The NuFACE FIX+ Device is intended for facial stimulation and is indicated for over-the-counter cosmetic use.

FIX+ is a portable hand-held microcurrent stimulator for facial skin stimulation indicated for over-the-counter cosmetic use. Main components: Main unit, USB power cable, and NuFACE Line Smoothing FIX Serum conductivity gel. Housing of the device made from Acrylonitrile Butadiene Styrene, with chrome-plated spherical probes. Inclusion of three microcurrent output frequency levels. Integrated rechargeable lithium-ion battery.

The provided text is a 510(k) summary for the NuFACE® FIX+ device, which is a microcurrent stimulator for facial stimulation. It describes the device, its intended use, and how it compares to a predicate device. This document is a regulatory submission to the FDA, demonstrating substantial equivalence to a legally marketed predicate device, rather than a clinical study report proving a device meets specific acceptance criteria for a diagnostic or AI-driven medical device.

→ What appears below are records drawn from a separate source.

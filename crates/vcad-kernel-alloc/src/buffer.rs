//! Owned byte buffer backed by a [`MemoryProvider`].

use std::ptr::NonNull;

use crate::{AllocFlags, MemoryProvider, Result};

/// Zero-initialized bytes returned to their provider on drop.
pub struct PageBuffer<'p, P: MemoryProvider + ?Sized> {
    provider: &'p P,
    ptr: NonNull<u8>,
    len: usize,
}

impl<'p, P: MemoryProvider + ?Sized> PageBuffer<'p, P> {
    /// Allocate `len` zeroed bytes from `provider`.
    pub fn new(provider: &'p P, len: usize, flags: AllocFlags) -> Result<Self> {
        let ptr = provider.allocate(len, flags)?;
        Ok(Self { provider, ptr, len })
    }

    /// Logical length in bytes.
    pub fn len(&self) -> usize {
        self.len
    }

    /// True for a zero-length buffer.
    pub fn is_empty(&self) -> bool {
        self.len == 0
    }

    /// View the buffer as bytes.
    pub fn as_slice(&self) -> &[u8] {
        // SAFETY: `ptr` covers `len` initialized bytes for the buffer's lifetime
        unsafe { std::slice::from_raw_parts(self.ptr.as_ptr(), self.len) }
    }

    /// View the buffer as mutable bytes.
    pub fn as_mut_slice(&mut self) -> &mut [u8] {
        // SAFETY: as above, and `&mut self` guarantees exclusivity
        unsafe { std::slice::from_raw_parts_mut(self.ptr.as_ptr(), self.len) }
    }

    /// Release pages past `new_len`, returning the length now backed.
    ///
    /// The logical length becomes the page-rounded size reported by the
    /// provider, which is never smaller than `new_len`.
    pub fn shrink(&mut self, new_len: usize) -> Result<usize> {
        // SAFETY: the buffer owns the allocation and no borrow outlives `&mut self`
        let kept = unsafe { self.provider.shrink(self.ptr, new_len, self.len)? };
        self.len = kept;
        Ok(kept)
    }
}

impl<P: MemoryProvider + ?Sized> Drop for PageBuffer<'_, P> {
    fn drop(&mut self) {
        // SAFETY: allocated by `provider` with logical size `len`
        if let Err(err) = unsafe { self.provider.free(self.ptr, self.len) } {
            log::warn!("failed to release page buffer: {}", err);
        }
    }
}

Therefore, the information required to answer the prompt (acceptance criteria, study details for an AI/diagnostic device, sample sizes, expert involvement, etc.) is not present in the provided text. The document focuses on electrical safety, EMC, bench testing of output characteristics, and biocompatibility to demonstrate safety and performance equivalence to a similar device already on the market.

Specifically:

• Acceptance Criteria Table and Reported Performance: The document provides "Performance Specifications Comparison" in Table 4, but these are comparisons to the predicate device's specifications, not acceptance criteria for a diagnostic claim, nor are they reported "device performance" in the sense of clinical accuracy or efficacy for a diagnostic output.
• Sample Size for Test Set and Data Provenance: Not applicable. The "testing summaries" refer to bench testing of the device's electrical characteristics and safety, not testing on human subjects for a diagnostic outcome.
• Number of Experts and Qualifications: Not applicable. The testing described is engineering and safety testing.
• Adjudication Method: Not applicable.
• MRMC Comparative Effectiveness Study: Not applicable. The device is a cosmetic facial stimulator, not an AI-assisted diagnostic tool for human readers.
• Standalone Performance: The bench testing addresses the device's standalone electrical performance, but not in the context of a diagnostic algorithm.
• Type of Ground Truth: Not applicable for a diagnostic purpose. Ground truth for the engineering tests would be established by validated measurement equipment.
• Sample Size for Training Set: Not applicable. This device does not appear to employ machine learning that would require a training set in the conventional sense of an AI model for diagnostic imaging.
• Ground Truth for Training Set: Not applicable for the same reason.

In summary, the provided document details the regulatory pathway for a Class II medical device based on substantial equivalence, primarily focusing on engineering and safety characteristics. It is not a report on a study proving the device meets acceptance criteria for a diagnostic or AI-assisted application in the way the prompt implies.